Re: Tetraploids exist !
- To: hosta-open@mallorn.com
- Subject: Re: Tetraploids exist !
- From: h*@open.org
- Date: Fri, 9 Feb 2001 20:23:35 -0800 (PST)
Ben:
>By the way 2: nearly all hostas are diploids
It's nice to know that nearly all hostas are diploids. Could you
pleas tell us which ones are not diploids?
Just because hostas look and behave like diploids doesn't mean they
aren't amphidiploids, also refered to as allo-tetraploids. With 60
chromosomes hostas are almost certainly amphidiploids.
Allo-tetraploids are called amphidiploids because they look like they
are diploids when you look at their meiosis - you see typical bivalent
pairing. If you cross two species, lets say species A and species B,
then the F1 hybrid has one set of A chromosomes and one set of B
chromosomes. If Chromosome set A is not homologous with chromosme set
B, then they don't pair during meiosis and the plant is infertile.

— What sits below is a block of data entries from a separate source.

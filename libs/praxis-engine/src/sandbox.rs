//! Sandbox Host - isolated execution of compiled submissions
//!
//! **Core Responsibility:**
//! Evaluate a `CompiledModule` into a fresh render surface and hand the
//! result out as a read-only `MountedView`.
//!
//! **Isolation contract:**
//! - A `SandboxInstance` is single-use and bound to exactly one attempt
//! - Every mount starts from a clean surface; nothing survives `dispose()`
//! - The interpreter owns all control flow: a fuel budget and an external
//!   kill flag are consulted on a fixed step cadence, so even a tight
//!   loop that never yields is terminated from outside
//! - Every evaluation fault is caught and converted to a `RuntimeError`;
//!   nothing escapes as a panic

use crate::dom::{Element, MountedView, Node};
use crate::transpiler::{BinaryOp, Block, ChildLit, CompiledModule, ElementLit, Expr, Stmt, UnaryOp};
use std::collections::HashMap;
use std::fmt;
use std::sync::atomic::{AtomicBool, Ordering};
use std::sync::Arc;
use uuid::Uuid;

/// How many evaluation steps pass between kill-flag checks
const KILL_CHECK_INTERVAL: u64 = 256;

/// The submission compiled but faulted while rendering.
/// Learner-facing; shown verbatim.
#[derive(Debug, Clone, PartialEq, Eq)]
pub struct RuntimeError {
    pub message: String,
}

impl RuntimeError {
    fn new(message: impl Into<String>) -> Self {
        Self {
            message: message.into(),
        }
    }
}

impl fmt::Display for RuntimeError {
    fn fmt(&self, f: &mut fmt::Formatter<'_>) -> fmt::Result {
        write!(f, "{}", self.message)
    }
}

impl std::error::Error for RuntimeError {}

/// Why a mount did not produce a view
#[derive(Debug, Clone, PartialEq, Eq)]
pub enum MountError {
    /// The submission faulted; reported to the learner
    Runtime(RuntimeError),
    /// Execution was forcibly terminated (kill flag or fuel exhaustion);
    /// the orchestrator reports this as a timeout
    Aborted,
    /// A grader defect (e.g. reusing a sandbox); never shown as a verdict
    Internal(String),
}

/// Shared flag that forces a running mount to stop
///
/// Cloned out of the sandbox before evaluation starts so the watchdog
/// can trip it from another task while the interpreter runs.
#[derive(Debug, Clone, Default)]
pub struct KillHandle(Arc<AtomicBool>);

impl KillHandle {
    pub fn new() -> Self {
        Self::default()
    }

    pub fn trigger(&self) {
        self.0.store(true, Ordering::SeqCst);
    }

    pub fn is_triggered(&self) -> bool {
        self.0.load(Ordering::SeqCst)
    }
}

/// Ephemeral, single-use execution context for one attempt
///
/// Owned by the orchestrator for the lifetime of the attempt and
/// destroyed unconditionally when the attempt concludes. `Drop` also
/// disposes, so an abandoned sandbox (e.g. after a watchdog timeout)
/// cannot leak a live execution.
pub struct SandboxInstance {
    id: Uuid,
    kill: KillHandle,
    fuel_limit: u64,
    used: bool,
    disposed: bool,
}

impl SandboxInstance {
    pub fn new(fuel_limit: u64) -> Self {
        Self {
            id: Uuid::new_v4(),
            kill: KillHandle::new(),
            fuel_limit,
            used: false,
            disposed: false,
        }
    }

    pub fn id(&self) -> Uuid {
        self.id
    }

    /// Handle the watchdog uses to force termination from outside
    pub fn kill_handle(&self) -> KillHandle {
        self.kill.clone()
    }

    /// Evaluate the module into a fresh surface
    ///
    /// Blocking; the orchestrator runs it on a blocking task and races
    /// it against the watchdog.
    pub fn mount(&mut self, module: &CompiledModule) -> Result<MountedView, MountError> {
        if self.disposed {
            return Err(MountError::Internal(
                "mount called on a disposed sandbox".to_string(),
            ));
        }
        if self.used {
            return Err(MountError::Internal(
                "sandbox instances are single-use".to_string(),
            ));
        }
        self.used = true;

        tracing::debug!(
            sandbox = %self.id,
            component = %module.component_name,
            "mounting compiled module"
        );

        let mut interp = Interp {
            kill: self.kill.clone(),
            fuel: self.fuel_limit,
            env: HashMap::new(),
        };

        match interp.run(&module.body) {
            Ok(Some(root)) => Ok(MountedView::new(vec![Node::Element(root)])),
            Ok(None) => Ok(MountedView::new(Vec::new())),
            Err(Halt::Error(err)) => Err(MountError::Runtime(err)),
            Err(Halt::Killed) => Err(MountError::Aborted),
        }
    }

    /// Tear the instance down: trips the kill flag so any in-flight
    /// evaluation stops, and marks the instance unusable.
    pub fn dispose(&mut self) {
        if !self.disposed {
            self.kill.trigger();
            self.disposed = true;
            tracing::debug!(sandbox = %self.id, "sandbox disposed");
        }
    }
}

impl Drop for SandboxInstance {
    fn drop(&mut self) {
        self.dispose();
    }
}

// ---------------------------------------------------------------------
// Interpreter
// ---------------------------------------------------------------------

#[derive(Debug, Clone, PartialEq)]
enum Value {
    Int(i64),
    Bool(bool),
    Str(String),
    Element(Element),
}

impl Value {
    fn type_name(&self) -> &'static str {
        match self {
            Value::Int(_) => "number",
            Value::Bool(_) => "boolean",
            Value::Str(_) => "string",
            Value::Element(_) => "markup",
        }
    }

    /// Text form used for interpolation and string concatenation
    fn render(&self) -> String {
        match self {
            Value::Int(n) => n.to_string(),
            Value::Bool(b) => b.to_string(),
            Value::Str(s) => s.clone(),
            Value::Element(el) => format!("<{}>", el.tag),
        }
    }
}

enum Halt {
    Error(RuntimeError),
    Killed,
}

impl Halt {
    fn error(message: impl Into<String>) -> Self {
        Halt::Error(RuntimeError::new(message))
    }
}

struct Interp {
    kill: KillHandle,
    fuel: u64,
    env: HashMap<String, Value>,
}

impl Interp {
    /// One evaluation step: burn fuel and periodically consult the
    /// kill flag. Fuel exhaustion is treated exactly like an external
    /// kill - the run is no longer trustworthy either way.
    fn tick(&mut self) -> Result<(), Halt> {
        if self.fuel == 0 {
            return Err(Halt::Killed);
        }
        self.fuel -= 1;
        if self.fuel % KILL_CHECK_INTERVAL == 0 && self.kill.is_triggered() {
            return Err(Halt::Killed);
        }
        Ok(())
    }

    fn run(&mut self, body: &Block) -> Result<Option<Element>, Halt> {
        for stmt in &body.stmts {
            self.exec_stmt(stmt)?;
        }
        match &body.tail {
            None => Ok(None),
            Some(expr) => match self.eval(expr)? {
                Value::Element(el) => Ok(Some(el)),
                other => Err(Halt::error(format!(
                    "the component must return a markup element, but it returned a {}",
                    other.type_name()
                ))),
            },
        }
    }

    fn exec_stmt(&mut self, stmt: &Stmt) -> Result<(), Halt> {
        self.tick()?;
        match stmt {
            Stmt::Let { name, value } | Stmt::Assign { name, value } => {
                let value = self.eval(value)?;
                self.env.insert(name.clone(), value);
                Ok(())
            }
            Stmt::While { cond, body } => {
                loop {
                    self.tick()?;
                    match self.eval(cond)? {
                        Value::Bool(true) => {}
                        Value::Bool(false) => break,
                        other => {
                            return Err(Halt::error(format!(
                                "a `while` condition must be a boolean, but it was a {}",
                                other.type_name()
                            )))
                        }
                    }
                    for stmt in body {
                        self.exec_stmt(stmt)?;
                    }
                }
                Ok(())
            }
            Stmt::Expr(expr) => {
                self.eval(expr)?;
                Ok(())
            }
        }
    }

    fn eval(&mut self, expr: &Expr) -> Result<Value, Halt> {
        self.tick()?;
        match expr {
            Expr::Int(n) => Ok(Value::Int(*n)),
            Expr::Str(s) => Ok(Value::Str(s.clone())),
            Expr::Bool(b) => Ok(Value::Bool(*b)),
            Expr::Var(name) => match self.env.get(name) {
                Some(value) => Ok(value.clone()),
                None => Err(Halt::error(format!(
                    "the variable `{}` was never initialized",
                    name
                ))),
            },
            Expr::Unary { op, operand } => {
                let value = self.eval(operand)?;
                match (op, value) {
                    (UnaryOp::Neg, Value::Int(n)) => n
                        .checked_neg()
                        .map(Value::Int)
                        .ok_or_else(|| Halt::error("integer overflow")),
                    (UnaryOp::Not, Value::Bool(b)) => Ok(Value::Bool(!b)),
                    (UnaryOp::Neg, other) => Err(Halt::error(format!(
                        "`-` needs a number, but it was given a {}",
                        other.type_name()
                    ))),
                    (UnaryOp::Not, other) => Err(Halt::error(format!(
                        "`!` needs a boolean, but it was given a {}",
                        other.type_name()
                    ))),
                }
            }
            Expr::Binary { op, lhs, rhs } => {
                let lhs = self.eval(lhs)?;
                let rhs = self.eval(rhs)?;
                self.eval_binary(*op, lhs, rhs)
            }
            Expr::Element(lit) => Ok(Value::Element(self.eval_element(lit)?)),
        }
    }

    fn eval_binary(&mut self, op: BinaryOp, lhs: Value, rhs: Value) -> Result<Value, Halt> {
        use BinaryOp::*;
        match op {
            Eq | NotEq => {
                if matches!(lhs, Value::Element(_)) || matches!(rhs, Value::Element(_)) {
                    return Err(Halt::error("markup values cannot be compared"));
                }
                let equal = lhs == rhs;
                Ok(Value::Bool(if op == Eq { equal } else { !equal }))
            }
            Add => match (lhs, rhs) {
                (Value::Int(a), Value::Int(b)) => a
                    .checked_add(b)
                    .map(Value::Int)
                    .ok_or_else(|| Halt::error("integer overflow")),
                (Value::Element(_), _) | (_, Value::Element(_)) => {
                    Err(Halt::error("markup values cannot be used with `+`"))
                }
                (Value::Str(a), b) => Ok(Value::Str(format!("{}{}", a, b.render()))),
                (a, Value::Str(b)) => Ok(Value::Str(format!("{}{}", a.render(), b))),
                (a, b) => Err(Halt::error(format!(
                    "`+` cannot combine a {} and a {}",
                    a.type_name(),
                    b.type_name()
                ))),
            },
            Sub | Mul | Div => match (lhs, rhs) {
                (Value::Int(a), Value::Int(b)) => {
                    let result = match op {
                        Sub => a.checked_sub(b),
                        Mul => a.checked_mul(b),
                        Div => {
                            if b == 0 {
                                return Err(Halt::error("division by zero"));
                            }
                            a.checked_div(b)
                        }
                        _ => unreachable!("handled above"),
                    };
                    result.map(Value::Int).ok_or_else(|| Halt::error("integer overflow"))
                }
                (a, b) => Err(Halt::error(format!(
                    "arithmetic needs numbers, but it was given a {} and a {}",
                    a.type_name(),
                    b.type_name()
                ))),
            },
        }
    }

    fn eval_element(&mut self, lit: &ElementLit) -> Result<Element, Halt> {
        self.tick()?;
        let mut children = Vec::with_capacity(lit.children.len());
        for child in &lit.children {
            match child {
                ChildLit::Element(el) => children.push(Node::Element(self.eval_element(el)?)),
                ChildLit::Text(text) => children.push(Node::Text(text.clone())),
                ChildLit::Expr(expr) => match self.eval(expr)? {
                    Value::Element(el) => children.push(Node::Element(el)),
                    other => children.push(Node::Text(other.render())),
                },
            }
        }
        Ok(Element {
            tag: lit.tag.clone(),
            attrs: lit.attrs.clone(),
            children,
        })
    }
}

Some people say sterile, but that is not the most correct term. Now,
if you double up that plants chromosome numbers the plant will have
two sets of A chromosomes that can pair with each other and have two
sets of B chromosomes that can pair with each other. When you look at
the cells undergoing meiosis you see a cell with twice the number of
chromosomes as the two species, but each chromosome is undergoing
bivalent pairing, thus the hybrid is fully fertile and it looks like a
diploid. Polyploidization has been a significent factor in the
evolution of plants. Since you are a fruit fly and yeast geneticist,
NOT a higher plant geneticist, you are probably unaware of the
significence of polyploidization in plants and how it occures. For a
long time botanist thought that the different species produced a
diploid F1 and then sometime later there was natural doubling to the
tet level. However, we now know that this polyploidization in plants
has come about by unreduced gametes. The union of an unreduced egg
with an unreduced pollen sperm cell gives instant rise to a fertile
amphidiploid. You might be interested to know that Luther Burbank,
the great American horticulturist of the late 19th century and early
20th century was the first to have this occure under controlled
conditions with his introduction of the Garden Huckleberry or Wonder
Berry by crossing two poisonous Solanaceae plants. He repeated the
cross for 13 years without ever getting a pod to set and then one day
he got one pod to set with one seed and the resulting hybrid was fully
fertile and true breeding, and, interestingly, it was not poisonous
even though both parents were poisonous. This is what we call an
amphidiploid. He gave a presentation of this event to a horticulture
meeting in the early 20's, but, unfortunately, he wasn't a scientist
and he was mostly ridiculed. Today we know better.
Now, last year I planted a LARGE amount of ventricosa Aureomarginata
seed and got very few seedlings. I saved about ten or so of the more
interesting seedlings. The question is, are these going to be
triploids or tetraploids? These seedlings were as vigorous as
vigorous seedlings from other crosses, but there wasn't anything about
them to suggest they were tetraploid.